Sin vacilar, condujo al grupo en la dirección que creyó correcta, ajustando continuamente su curso hasta que encontraron lo que pensaron que era el camino correcto.
En dirección opuesta, Amalia y sus dos compañeros, junto con tres Pixiu, aprovecharon rápidamente el caos y abandonaron el Valle Eco Silencioso.

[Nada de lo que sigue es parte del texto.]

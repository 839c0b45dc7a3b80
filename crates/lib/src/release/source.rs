//! Preconditions on source trees and the toolchain.

use std::io::ErrorKind;
use std::path::Path;

use semver::Version;
use tracing::info;

use super::ReleaseError;
use crate::consts::{MIN_GO_VERSION, RELEASE_BRANCH};
use crate::exec::CommandSpec;

/// Fail unless `path` exists and is a directory.
pub async fn require_dir(path: &Path) -> Result<(), ReleaseError> {
  match tokio::fs::metadata(path).await {
    Ok(m) if m.is_dir() => Ok(()),
    Ok(_) => Err(ReleaseError::NotADirectory {
      path: path.to_path_buf(),
    }),
    Err(e) if e.kind() == ErrorKind::NotFound => Err(ReleaseError::PathMissing {
      path: path.to_path_buf(),
    }),
    Err(source) => Err(ReleaseError::Io {
      path: path.to_path_buf(),
      source,
    }),
  }
}

/// Pull the toolchain version out of `go version` output.
///
/// `go version go1.12.5 darwin/amd64` yields 1.12.5. Missing minor or patch
/// components count as zero, and a pre-release tail (`go1.13beta1`) is
/// ignored.
pub fn parse_go_version(output: &str) -> Result<Version, ReleaseError> {
  let not_found = || ReleaseError::ToolchainVersion {
    output: output.trim().to_string(),
  };

  let token = output
    .split_whitespace()
    .filter_map(|word| word.strip_prefix("go"))
    .find(|rest| rest.starts_with(|c: char| c.is_ascii_digit()))
    .ok_or_else(not_found)?;

  let numeric: String = token.chars().take_while(|c| c.is_ascii_digit() || *c == '.').collect();
  let mut parts = numeric.split('.').filter(|p| !p.is_empty()).map(str::parse::<u64>);

  let mut next = || parts.next().transpose().map_err(|_| not_found());
  let major = next()?.ok_or_else(not_found)?;
  let minor = next()?.unwrap_or(0);
  let patch = next()?.unwrap_or(0);

  Ok(Version::new(major, minor, patch))
}

/// Fail if `found` is older than the minimum supported toolchain.
pub fn require_go_version(found: &Version) -> Result<(), ReleaseError> {
  if *found < MIN_GO_VERSION {
    return Err(ReleaseError::ToolchainTooOld {
      found: found.clone(),
      required: MIN_GO_VERSION,
    });
  }
  Ok(())
}

/// Check the installed go toolchain is new enough.
pub async fn check_toolchain() -> Result<Version, ReleaseError> {
  let output = CommandSpec::new("go").arg("version").quiet().output().await?;
  let version = parse_go_version(&output)?;
  require_go_version(&version)?;
  info!(version = %version, "go toolchain");
  Ok(version)
}

/// Fail unless environment variable `name` is exactly `expected`.
pub fn require_env(name: &str, expected: &str) -> Result<(), ReleaseError> {
  match std::env::var(name) {
    Ok(value) if value == expected => Ok(()),
    _ => Err(ReleaseError::EnvNotSet {
      name: name.to_string(),
      expected: expected.to_string(),
    }),
  }
}

/// The checked-out branch from `git branch` output (the `* ` line).
pub fn parse_current_branch(output: &str) -> Option<String> {
  output
    .lines()
    .find_map(|line| line.strip_prefix("* "))
    .map(|name| name.trim().to_string())
    .filter(|name| !name.is_empty())
}

/// The branch checked out in `repo`.
pub async fn current_branch(repo: &Path) -> Result<Option<String>, ReleaseError> {
  let output = CommandSpec::new("git")
    .arg("branch")
    .current_dir(repo)
    .quiet()
    .output()
    .await?;
  Ok(parse_current_branch(&output))
}

/// Fail unless `repo` has the release branch checked out.
pub fn require_release_branch(repo: &Path, branch: Option<&str>) -> Result<(), ReleaseError> {
  match branch {
    Some(RELEASE_BRANCH) => Ok(()),
    other => Err(ReleaseError::WrongBranch {
      path: repo.to_path_buf(),
      expected: RELEASE_BRANCH.to_string(),
      found: other.unwrap_or("(none)").to_string(),
    }),
  }
}

/// Make sure `repo` is on the release branch, then pull from its origin.
pub async fn update_source(repo: &Path) -> Result<(), ReleaseError> {
  info!(repo = %repo.display(), "updating source");
  let branch = current_branch(repo).await?;
  require_release_branch(repo, branch.as_deref())?;
  CommandSpec::new("git").arg("pull").current_dir(repo).run().await?;
  Ok(())
}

Tuvieron que hacer un amplio rodeo por las profundidades de la cresta, ya que los caminos rectos e incluso ligeramente curvados estaban ocupados por demonios, humanos o bestias demoníacas.

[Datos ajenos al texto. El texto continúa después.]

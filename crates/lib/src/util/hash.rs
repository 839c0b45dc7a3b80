//! Content hashing for release descriptors.

use std::fmt;
use std::io::Read;
use std::path::Path;

use sha2::{Digest, Sha256};

/// A full 64-character lowercase hex SHA-256 digest.
#[derive(Debug, Clone, PartialEq, Eq, Hash)]
pub struct ContentHash(pub String);

impl fmt::Display for ContentHash {
  fn fmt(&self, f: &mut fmt::Formatter<'_>) -> fmt::Result {
    f.write_str(&self.0)
  }
}

/// Hash a file's bytes, streaming so large archives aren't held in memory.
pub fn hash_file(path: &Path) -> Result<ContentHash, std::io::Error> {
  let mut file = std::fs::File::open(path)?;
  let mut hasher = Sha256::new();
  let mut buf = [0u8; 64 * 1024];
  loop {
    let n = file.read(&mut buf)?;
    if n == 0 {
      break;
    }
    hasher.update(&buf[..n]);
  }
  Ok(ContentHash(hex::encode(hasher.finalize())))
}

/// Hash arbitrary bytes.
pub fn hash_bytes(data: &[u8]) -> ContentHash {
  ContentHash(hex::encode(Sha256::digest(data)))
}
//! Terminal reporting for release commands.
//!
//! Human-readable reports go to stdout, prefixed with a status mark that is
//! colored only when stdout is a terminal. Failures go to stderr. Library logs
//! are separate and always reach stderr through tracing.

use std::path::Path;
use std::time::Duration;

use anyhow::Context;
use clap::ValueEnum;
use owo_colors::{OwoColorize, Stream};

/// How a command reports its result.
#[derive(Debug, Clone, Copy, Default, ValueEnum)]
pub enum OutputFormat {
  #[default]
  Text,
  /// One pretty-printed JSON document on stdout.
  Json,
}

impl OutputFormat {
  pub fn is_json(self) -> bool {
    matches!(self, OutputFormat::Json)
  }
}

/// The mark in front of a report line.
#[derive(Debug, Clone, Copy, PartialEq, Eq)]
pub enum Status {
  Done,
  Failed,
  Note,
}

impl Status {
  fn mark(self) -> &'static str {
    match self {
      Status::Done => "✓",
      Status::Failed => "✗",
      Status::Note => "•",
    }
  }
}

pub const ARROW: &str = "→";

/// Print one report line. Failed lines go to stderr.
pub fn report(status: Status, message: &str) {
  let mark = status.mark();
  match status {
    Status::Done => println!("{} {message}", mark.if_supports_color(Stream::Stdout, |s| s.green())),
    Status::Note => println!("{} {message}", mark.if_supports_color(Stream::Stdout, |s| s.blue())),
    Status::Failed => eprintln!(
      "{} {}",
      mark.if_supports_color(Stream::Stderr, |s| s.red()),
      message.if_supports_color(Stream::Stderr, |s| s.red())
    ),
  }
}

/// An indented `label: value` line under a report.
pub fn field(label: &str, value: impl std::fmt::Display) {
  println!("  {}: {value}", label.if_supports_color(Stream::Stdout, |s| s.dimmed()));
}

pub fn emit_json<T: serde::Serialize>(value: &T) -> anyhow::Result<()> {
  let json = serde_json::to_string_pretty(value).context("Failed to serialize report")?;
  println!("{json}");
  Ok(())
}

/// Human size of the file at `path`, e.g. `12.4 MB`. `None` if it can't be read.
pub fn file_size(path: &Path) -> Option<String> {
  let bytes = std::fs::metadata(path).ok()?.len();
  Some(human_size(bytes))
}

fn human_size(bytes: u64) -> String {
  const UNITS: [&str; 3] = ["KB", "MB", "GB"];
  if bytes < 1024 {
    return format!("{bytes} B");
  }
  let mut size = bytes as f64 / 1024.0;
  let mut unit = 0;
  while size >= 1024.0 && unit < UNITS.len() - 1 {
    size /= 1024.0;
    unit += 1;
  }
  format!("{size:.1} {}", UNITS[unit])
}

/// Wall time of a run: `850ms`, `4.2s` or `3m 07s`.
pub fn elapsed(duration: Duration) -> String {
  let secs = duration.as_secs();
  if secs >= 60 {
    format!("{}m {:02}s", secs / 60, secs % 60)
  } else if secs > 0 {
    format!("{:.1}s", duration.as_secs_f64())
  } else {
    format!("{}ms", duration.as_millis())
  }
}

También intuyeron vagamente el alboroto causado por Dalamadur, reconociendo el aura de su enemigo jurado. Aunque Zhar’khaen y los demás ansiaban venganza, sabían que aún no eran lo suficientemente fuertes y escogieron soportar por ahora.
—Maldita sea, un día, juro que mataré a ese bastardo Dalamadur —prometió Zhar’khaen.

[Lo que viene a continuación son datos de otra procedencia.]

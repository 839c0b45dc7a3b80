//! Toolchains that turn the primary source tree into a binary.

use std::collections::BTreeMap;
use std::future::Future;
use std::path::{Path, PathBuf};

use crate::build::BuildError;
use crate::exec::CommandSpec;
use crate::platform::BuildTarget;
use crate::util::fs;

/// Environment variables forwarded from the invoking shell to `go build`.
const FORWARDED_GO_VARS: &[&str] = &["GOPATH", "GOCACHE", "GOMODCACHE", "GOFLAGS", "GOPROXY"];

/// Compiles the primary binary for one target into a given output file.
pub trait Compiler: Send + Sync + 'static {
  fn compile(&self, target: &BuildTarget, output: &Path) -> impl Future<Output = Result<(), BuildError>> + Send;
}

/// `go build` cross-compilation via `GOOS`/`GOARCH`.
///
/// The build runs from inside the source tree so module mode finds its
/// `go.mod`; the output path is made absolute for that reason.
#[derive(Debug, Clone)]
pub struct GoCompiler {
  program: String,
  source: PathBuf,
  env: BTreeMap<String, String>,
}

impl GoCompiler {
  /// A compiler for `source` that only sets `GO111MODULE=on`.
  pub fn new(source: impl Into<PathBuf>) -> Self {
    Self {
      program: "go".to_string(),
      source: source.into(),
      env: BTreeMap::from([("GO111MODULE".to_string(), "on".to_string())]),
    }
  }

  /// A compiler for `source` that forwards the invoking shell's module and
  /// cache settings (`GOPATH`, `GO111MODULE`, `GOFLAGS`, ...).
  pub fn from_env(source: impl Into<PathBuf>) -> Self {
    let mut compiler = Self::new(source);
    for key in FORWARDED_GO_VARS.iter().chain(std::iter::once(&"GO111MODULE")) {
      if let Ok(value) = std::env::var(key) {
        compiler.env.insert(key.to_string(), value);
      }
    }
    compiler
  }

  /// Use a different `go` executable.
  pub fn with_program(mut self, program: impl Into<String>) -> Self {
    self.program = program.into();
    self
  }

  pub fn with_env(mut self, key: impl Into<String>, value: impl Into<String>) -> Self {
    self.env.insert(key.into(), value.into());
    self
  }

  /// The exact invocation used for `target`.
  pub fn command(&self, target: &BuildTarget, output: &Path) -> Result<CommandSpec, BuildError> {
    let output = fs::absolute(output)?;
    Ok(
      CommandSpec::new(&self.program)
        .args(["build", "-o"])
        .arg(output)
        .arg(".")
        .current_dir(&self.source)
        .envs(self.env.iter().map(|(k, v)| (k.clone(), v.clone())))
        .env("GOOS", target.platform())
        .env("GOARCH", target.arch()),
    )
  }
}

impl Compiler for GoCompiler {
  async fn compile(&self, target: &BuildTarget, output: &Path) -> Result<(), BuildError> {
    self.command(target, output)?.run().await?;
    Ok(())
  }
}
//! Browser bundle pipeline: webpack the frontend, move the bundle into the
//! output folder, optionally publish it to IPFS.

use std::path::{Path, PathBuf};

use serde::Serialize;
use tracing::info;

use super::{ReleaseError, node, source};
use crate::consts::WEBPACK_WEBAPP_CONFIG;
use crate::exec::CommandSpec;
use crate::util::fs;

#[derive(Debug, Clone)]
pub struct WebappOptions {
  /// Frontend source tree.
  pub frontend: PathBuf,
  /// Parent of the final `web/` bundle directory.
  pub output: PathBuf,
  /// Build the read-only variant of the app.
  pub readonly: bool,
  /// API endpoint baked into the bundle instead of the frontend's default.
  pub api_url: Option<String>,
  /// Add the bundle to IPFS once it's in place.
  pub publish: bool,
}

impl WebappOptions {
  pub fn new(frontend: impl Into<PathBuf>, output: impl Into<PathBuf>) -> Self {
    Self {
      frontend: frontend.into(),
      output: output.into(),
      readonly: false,
      api_url: None,
      publish: false,
    }
  }

  /// Where webpack leaves the bundle.
  pub fn dist_dir(&self) -> PathBuf {
    self.frontend.join("dist").join("web")
  }

  /// Where the bundle ends up.
  pub fn bundle_dir(&self) -> PathBuf {
    self.output.join("web")
  }
}

/// A finished browser bundle.
#[derive(Debug, Clone, PartialEq, Eq, Serialize)]
pub struct WebappRelease {
  pub dir: PathBuf,
  /// Root content identifier, when published.
  pub cid: Option<String>,
}

/// The webpack invocation for the webapp bundle.
pub fn webapp_command(options: &WebappOptions) -> Result<CommandSpec, ReleaseError> {
  let mut command = node::webpack(&options.frontend, WEBPACK_WEBAPP_CONFIG, true)?;
  if options.readonly {
    command = command.env("READONLY", "true");
  }
  if let Some(url) = &options.api_url {
    command = command.env("API_URL", url.as_str());
  }
  Ok(command)
}

/// Build the webapp and return where the bundle was placed.
pub async fn build_webapp(options: &WebappOptions) -> Result<WebappRelease, ReleaseError> {
  source::require_dir(&options.frontend).await?;

  info!(frontend = %options.frontend.display(), readonly = options.readonly, "building webapp");
  webapp_command(options)?.run().await?;

  let dir = install_bundle(options).await?;

  let cid = if options.publish {
    let cid = ipfs_add(&dir).await?;
    info!(cid = %cid, "published webapp");
    Some(cid)
  } else {
    None
  };

  Ok(WebappRelease { dir, cid })
}

/// Replace any previous bundle in the output folder with the fresh one.
pub async fn install_bundle(options: &WebappOptions) -> Result<PathBuf, ReleaseError> {
  let dist = options.dist_dir();
  source::require_dir(&dist).await?;

  let bundle = options.bundle_dir();
  fs::remove_tree(&bundle).await?;
  fs::move_tree(&dist, &bundle).await?;
  Ok(bundle)
}

/// Add `path` recursively to IPFS and return the root CID.
pub async fn ipfs_add(path: &Path) -> Result<String, ReleaseError> {
  let output = CommandSpec::new("ipfs").args(["add", "-rQ"]).arg(path).output().await?;
  Ok(output.trim().to_string())
}
//! Homebrew formula for a released qri zip.

use std::path::{Path, PathBuf};

use semver::Version;
use serde::Serialize;
use tracing::info;

use super::{ReleaseError, source};
use crate::consts::{DEFAULT_TAP, FORMULA_FILE, VERSION_MARKER, VERSION_SOURCE};
use crate::util::hash::{ContentHash, hash_file};

const FORMULA_TEMPLATE: &str = r##"
class Qri < Formula
  desc "Global dataset version control system built on the distributed web"
  homepage "https://qri.io/"
  url "https://github.com/qri-io/qri/releases/download/v$VERSION/$ZIPFILE"
  version "$VERSION"
  sha256 "$SHA256"

  def install
    bin.install "qri"
  end

  test do
    system "#{bin}/qri", "version"
  end
end
"##;

#[derive(Debug, Clone)]
pub struct FormulaOptions {
  /// qri source tree, read for the version number.
  pub src: Option<PathBuf>,
  /// The release zip the formula points at.
  pub zip: Option<PathBuf>,
  /// Checkout of the homebrew tap the formula is written into.
  pub tap: PathBuf,
  /// Allow publishing a pre-release version.
  pub ignore_dev_restriction: bool,
}

impl FormulaOptions {
  pub fn new(src: Option<PathBuf>, zip: Option<PathBuf>) -> Self {
    Self {
      src,
      zip,
      tap: default_tap(),
      ignore_dev_restriction: false,
    }
  }
}

/// `$GOPATH/src/github.com/qri-io/homebrew-qri`.
pub fn default_tap() -> PathBuf {
  std::env::var_os("GOPATH")
    .map(PathBuf::from)
    .unwrap_or_default()
    .join(DEFAULT_TAP)
}

/// A written formula.
#[derive(Debug, Clone, PartialEq, Eq, Serialize)]
pub struct FormulaRelease {
  pub path: PathBuf,
  pub version: String,
}

/// The quoted value on the first line of `code` containing `const String`.
pub fn parse_version(code: &str) -> Option<String> {
  let line = code.lines().find(|line| line.contains(VERSION_MARKER))?;
  let start = line.find('"')? + 1;
  let len = line[start..].find('"')?;
  let version = line[start..start + len].trim();
  (!version.is_empty()).then(|| version.to_string())
}

/// True for semver pre-releases (`0.9.1-dev`) and anything else carrying a
/// `-dev` marker.
pub fn is_prerelease(version: &str) -> bool {
  match Version::parse(version.trim_start_matches('v')) {
    Ok(v) => !v.pre.is_empty(),
    Err(_) => version.contains("-dev"),
  }
}

/// Refuse pre-release versions unless explicitly allowed.
pub fn check_release_version(version: &str, ignore_dev_restriction: bool) -> Result<(), ReleaseError> {
  if is_prerelease(version) && !ignore_dev_restriction {
    return Err(ReleaseError::PreRelease {
      version: version.to_string(),
    });
  }
  Ok(())
}

pub fn render_formula(version: &str, zip_name: &str, sha256: &ContentHash) -> String {
  FORMULA_TEMPLATE
    .replace("$VERSION", version)
    .replace("$ZIPFILE", zip_name)
    .replace("$SHA256", &sha256.0)
}

/// Render the formula for `options.zip` and write it into the tap.
pub async fn write_formula(options: &FormulaOptions) -> Result<FormulaRelease, ReleaseError> {
  let (src, zip) = match (&options.src, &options.zip) {
    (Some(src), Some(zip)) => (src, zip),
    (src, zip) => {
      let mut missing = Vec::new();
      if src.is_none() {
        missing.push("--src <path to qri source>");
      }
      if zip.is_none() {
        missing.push("--zip <path to zip release>");
      }
      return Err(ReleaseError::MissingArgument(missing));
    }
  };

  source::require_dir(&options.tap).await?;

  let version_file = src.join(VERSION_SOURCE);
  let code = tokio::fs::read_to_string(&version_file)
    .await
    .map_err(|source| ReleaseError::Io {
      path: version_file.clone(),
      source,
    })?;
  let version = parse_version(&code).ok_or_else(|| ReleaseError::VersionNotFound {
    path: version_file.clone(),
    marker: VERSION_MARKER.to_string(),
  })?;
  check_release_version(&version, options.ignore_dev_restriction)?;

  let sha256 = hash_zip(zip).await?;
  let zip_name = zip
    .file_name()
    .map(|n| n.to_string_lossy().into_owned())
    .ok_or_else(|| ReleaseError::PathMissing { path: zip.clone() })?;

  let content = render_formula(&version, &zip_name, &sha256);
  let path = options.tap.join(FORMULA_FILE);
  tokio::fs::write(&path, content)
    .await
    .map_err(|source| ReleaseError::Write {
      path: path.clone(),
      source,
    })?;

  info!(version = %version, formula = %path.display(), sha256 = %sha256, "wrote formula");
  Ok(FormulaRelease { path, version })
}

async fn hash_zip(zip: &Path) -> Result<ContentHash, ReleaseError> {
  let owned = zip.to_path_buf();
  tokio::task::spawn_blocking(move || hash_file(&owned))
    .await
    .map_err(|e| ReleaseError::Io {
      path: zip.to_path_buf(),
      source: std::io::Error::other(e),
    })?
    .map_err(|source| ReleaseError::Io {
      path: zip.to_path_buf(),
      source,
    })
}

#[cfg(test)]
mod tests {
  use super::*;
  use crate::util::hash::hash_bytes;
  use tempfile::TempDir;

  const VERSION_GO: &str = "package version\n\n// String is the current version\nconst String = \"0.9.1\"\n";

  struct Fixture {
    temp: TempDir,
    options: FormulaOptions,
  }

  impl Fixture {
    fn new(version_go: &str) -> Self {
      let temp = TempDir::new().unwrap();
      let src = temp.path().join("qri");
      std::fs::create_dir_all(src.join("version")).unwrap();
      std::fs::write(src.join(VERSION_SOURCE), version_go).unwrap();
      let zip = temp.path().join("qri_darwin_amd64.zip");
      std::fs::write(&zip, b"zip bytes").unwrap();
      let tap = temp.path().join("homebrew-qri");
      std::fs::create_dir_all(&tap).unwrap();

      let options = FormulaOptions {
        src: Some(src),
        zip: Some(zip),
        tap,
        ignore_dev_restriction: false,
      };
      Self { temp, options }
    }
  }

  #[test]
  fn version_from_source_line() {
    assert_eq!(parse_version(VERSION_GO).as_deref(), Some("0.9.1"));
    assert_eq!(
      parse_version("const String = \"0.9.2-dev\" // bumped").as_deref(),
      Some("0.9.2-dev")
    );
    assert_eq!(parse_version("const Other = \"1.0.0\""), None);
    assert_eq!(parse_version("const String = 3"), None);
    assert_eq!(parse_version("const String = \"\""), None);
  }

  #[test]
  fn dev_versions_need_override() {
    assert!(matches!(
      check_release_version("1.2.3-dev", false),
      Err(ReleaseError::PreRelease { .. })
    ));
    assert!(check_release_version("1.2.3-dev", true).is_ok());
    assert!(check_release_version("1.2.3", false).is_ok());
    assert!(check_release_version("0.9.0-rc1", false).is_err());
    assert!(check_release_version("v0.9-dev", false).is_err());
  }

  #[test]
  fn render_substitutes_all_values() {
    let sha = hash_bytes(b"zip bytes");
    let formula = render_formula("0.9.1", "qri_darwin_amd64.zip", &sha);

    assert!(formula.contains(
      "url \"https://github.com/qri-io/qri/releases/download/v0.9.1/qri_darwin_amd64.zip\""
    ));
    assert!(formula.contains("version \"0.9.1\""));
    assert!(formula.contains(&format!("sha256 \"{sha}\"")));
    assert!(formula.contains("system \"#{bin}/qri\", \"version\""));
    assert!(!formula.contains('$'));
  }

  #[tokio::test]
  async fn writes_formula_into_tap() {
    let fx = Fixture::new(VERSION_GO);

    let release = write_formula(&fx.options).await.unwrap();

    assert_eq!(release.path, fx.temp.path().join("homebrew-qri").join("qri.rb"));
    assert_eq!(release.version, "0.9.1");
    let written = std::fs::read_to_string(&release.path).unwrap();
    assert!(written.contains(&hash_bytes(b"zip bytes").to_string()));
    assert!(written.contains("/v0.9.1/qri_darwin_amd64.zip"));
  }

  #[tokio::test]
  async fn dev_version_refused_without_writing() {
    let fx = Fixture::new("const String = \"0.9.2-dev\"\n");

    let err = write_formula(&fx.options).await.unwrap_err();

    assert_eq!(err.to_string(), "cannot publish a development version: \"0.9.2-dev\"");
    assert!(!fx.options.tap.join(FORMULA_FILE).exists());
  }

  #[tokio::test]
  async fn dev_version_allowed_with_override() {
    let mut fx = Fixture::new("const String = \"0.9.2-dev\"\n");
    fx.options.ignore_dev_restriction = true;

    let release = write_formula(&fx.options).await.unwrap();
    assert_eq!(release.version, "0.9.2-dev");
  }

  #[tokio::test]
  async fn missing_arguments_are_named() {
    let options = FormulaOptions::new(None, None);
    let err = write_formula(&options).await.unwrap_err();
    assert_eq!(
      err.to_string(),
      "required flags: --src <path to qri source> --zip <path to zip release>"
    );

    let options = FormulaOptions::new(Some(PathBuf::from("qri")), None);
    let err = write_formula(&options).await.unwrap_err();
    assert_eq!(err.to_string(), "required flags: --zip <path to zip release>");
  }

  #[tokio::test]
  async fn tap_must_be_directory() {
    let mut fx = Fixture::new(VERSION_GO);
    fx.options.tap = fx.temp.path().join("qri_darwin_amd64.zip");

    let err = write_formula(&fx.options).await.unwrap_err();
    assert!(matches!(err, ReleaseError::NotADirectory { .. }));
  }

  #[tokio::test]
  async fn missing_version_line_is_error() {
    let fx = Fixture::new("package version\n");

    let err = write_formula(&fx.options).await.unwrap_err();
    assert!(matches!(err, ReleaseError::VersionNotFound { .. }));
  }

  #[tokio::test]
  async fn missing_zip_is_io_error() {
    let mut fx = Fixture::new(VERSION_GO);
    fx.options.zip = Some(fx.temp.path().join("nope.zip"));

    let err = write_formula(&fx.options).await.unwrap_err();
    assert!(matches!(err, ReleaseError::Io { .. }));
  }
}
//! Test utilities for qri-build-lib.

use std::path::Path;
use std::sync::atomic::{AtomicUsize, Ordering};
use std::time::{Duration, SystemTime};

use crate::build::{BuildError, Compiler};
use crate::exec::CommandError;
use crate::platform::BuildTarget;

/// A `Compiler` that writes a marker file instead of running a toolchain.
///
/// Tracks how many compiles ran and the peak number running at once so
/// orchestration tests can check fan-out and concurrency limits.
#[derive(Debug, Default)]
pub struct FakeCompiler {
  failing_platforms: Vec<String>,
  panicking_platforms: Vec<String>,
  silent: bool,
  delay: Duration,
  calls: AtomicUsize,
  running: AtomicUsize,
  peak: AtomicUsize,
}

impl FakeCompiler {
  /// Fails every target whose platform is in `platforms`.
  pub fn failing(platforms: &[&str]) -> Self {
    Self {
      failing_platforms: platforms.iter().map(|p| p.to_string()).collect(),
      ..Self::default()
    }
  }

  /// Panics mid-build for every target whose platform is in `platforms`.
  pub fn panicking(platforms: &[&str]) -> Self {
    Self {
      panicking_platforms: platforms.iter().map(|p| p.to_string()).collect(),
      ..Self::default()
    }
  }

  /// Succeeds without writing a binary.
  pub fn silent() -> Self {
    Self {
      silent: true,
      ..Self::default()
    }
  }

  pub fn with_delay(mut self, delay: Duration) -> Self {
    self.delay = delay;
    self
  }

  pub fn calls(&self) -> usize {
    self.calls.load(Ordering::SeqCst)
  }

  pub fn peak(&self) -> usize {
    self.peak.load(Ordering::SeqCst)
  }
}

impl Compiler for FakeCompiler {
  async fn compile(&self, target: &BuildTarget, output: &Path) -> Result<(), BuildError> {
    self.calls.fetch_add(1, Ordering::SeqCst);
    let now = self.running.fetch_add(1, Ordering::SeqCst) + 1;
    self.peak.fetch_max(now, Ordering::SeqCst);

    if !self.delay.is_zero() {
      tokio::time::sleep(self.delay).await;
    }
    self.running.fetch_sub(1, Ordering::SeqCst);

    if self.panicking_platforms.iter().any(|p| p == target.platform()) {
      panic!("compiler crashed building {target}");
    }
    if self.failing_platforms.iter().any(|p| p == target.platform()) {
      return Err(BuildError::Command(CommandError::Failed {
        command: format!("fake build {target}"),
        code: Some(2),
      }));
    }
    if !self.silent {
      tokio::fs::write(output, format!("binary for {target}")).await.unwrap();
    }
    Ok(())
  }
}

/// Write `content` to `path` and backdate its mtime by `age`.
///
/// Lets discovery tests order files deterministically without sleeping.
pub fn write_aged(path: &Path, content: &str, age: Duration) {
  std::fs::write(path, content).unwrap();
  let file = std::fs::File::options().write(true).open(path).unwrap();
  file.set_modified(SystemTime::now() - age).unwrap();
}

/// Write a readme template named `name` into `dir`.
pub fn write_template(dir: &Path, name: &str, content: &str) {
  std::fs::create_dir_all(dir).unwrap();
  std::fs::write(dir.join(name), content).unwrap();
}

No era solo el clan de Dalamadur el que quería exterminar la raza Pixiu. Los miembros del clan Pixiu también buscaban matar a estos traidores que habían traicionado a sus maestros.
Pero la dura realidad era que su fuerza ya no era lo que una vez fue. El otrora poderosísimo clan Pixiu, que había contado con decenas de miles y podía convocar tormentas en tiempos antiguos, había disminuido a solo cuatro miembros restantes, un recordatorio contundente de la subida y caída de toda una raza.
—No tienes las Perlas del Aliento ahora, así que deberías irte de este lugar lo antes posible. De lo contrario, Dalamadur sentirá tu aura en cualquier momento —aconsejó Amalia.
—Gracias. Después de separarnos esta vez, si el destino lo permite, nos reuniremos de nuevo para expresar nuestra gratitud propiamente —dijo Pixiu—. Una cosa más: mantén las Perlas del Aliento en secreto. Muchas personas codician tales tesoros.
Amalia asintió ligeramente con la cabeza. —Seremos cuidadosos. Esto es un adiós, entonces.
—Cuídense.
Después de separarse de los tres Pixiu, Amalia y Kenny Lin se fueron primero.
No fue hasta que sus figuras desaparecieron de vista que los tres Pixiu, junto con Wealth, se apresuraron hacia los alrededores.
—Por cierto, olvidamos preguntar de qué secta son —Zhar’khaen de repente se golpeó la frente, al darse cuenta de un detalle importante.
Gor’kan y Vryss’laar se quedaron sin palabras:
…
—¿Quieres decir que nunca les preguntaste de qué secta pertenecen? —Gor’kan estaba furioso por el descuido de Zhar’khaen. Había asumido que Zhar’khaen ya había preguntado, así que él no se había molestado.
Zhar’khaen se rió incómodamente —. Realmente lo olvidé. Después de todo lo que sucedió, especialmente encontrar nuevos miembros de nuestro clan, se me pasó por la cabeza. Además, ninguno de ustedes pensó en preguntar sobre eso tampoco, ¿verdad? —murmuró entre dientes.
Gor’kan y Vryss’laar estaban a punto de reprenderlo aún más, pero después de escuchar su último comentario, intercambiaron una mirada, y en un instante, ambos explotaron de ira, golpeándolo completamente. Momentos después, Zhar’khaen quedó magullado e hinchado, agarrándose la cara. Esto era demasiado, ¡se habían unido contra él!